- [Problem details]:
For each line of the listing below that contains the string "FunctionDef", copy the line.
BEGIN
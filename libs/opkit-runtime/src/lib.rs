//! Function execution core for OpKit modules.
//!
//! A function is defined once ([`FunctionDef`]: schemas, error slots,
//! retrieve capabilities, providers, guards, middlewares, body), registered
//! on a [`Module`], and wrapped at build time into a deployed
//! [`FunctionImplementation`]. Per invocation the pipeline is:
//!
//! 1. decode the input against the function's input schema;
//! 2. decode the retrieve against the synthesized retrieve type;
//! 3. bound the selection depth;
//! 4. resolve guards, then providers, as a memoized dependency DAG
//!    (each body runs at most once per request, first failure aborts);
//! 5. run the middleware chain — user middlewares, then the policy check,
//!    then the output check innermost — around the body.
//!
//! Conditions a function opts into ([`function::error_slots`]) come back as
//! typed [`Outcome::Fail`] values; everything else escalates as an
//! [`InvocationError`] for the transport to map to a 5xx-equivalent.
//! Build-time misconfiguration is a [`BuildError`]: the module never starts.

#![cfg_attr(coverage_nightly, feature(coverage_attribute))]

pub mod error;
pub mod function;
pub mod middleware;
pub mod module;
pub mod provider;

pub use error::{BadInputSource, BuildError, InvocationError};
pub use function::{
    ContextValue, FunctionArgs, FunctionBody, FunctionDef, FunctionFailure, FunctionMeta,
    InvocationInfo, Outcome, bad_input_error_type, error_slots, policy_violation_error_type,
};
pub use middleware::{Middleware, Next, OutputCheckMode};
pub use module::{FunctionImplementation, Module, ModuleOptions, ModuleRuntime};
pub use provider::{Guard, Provider, ProviderArgs, RESERVED_NAMES, is_reserved_name};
END
- [Completed exercise]:
//! A function is defined once ([`FunctionDef`]: schemas, error slots,
    ContextValue, FunctionArgs, FunctionBody, FunctionDef, FunctionFailure, FunctionMeta,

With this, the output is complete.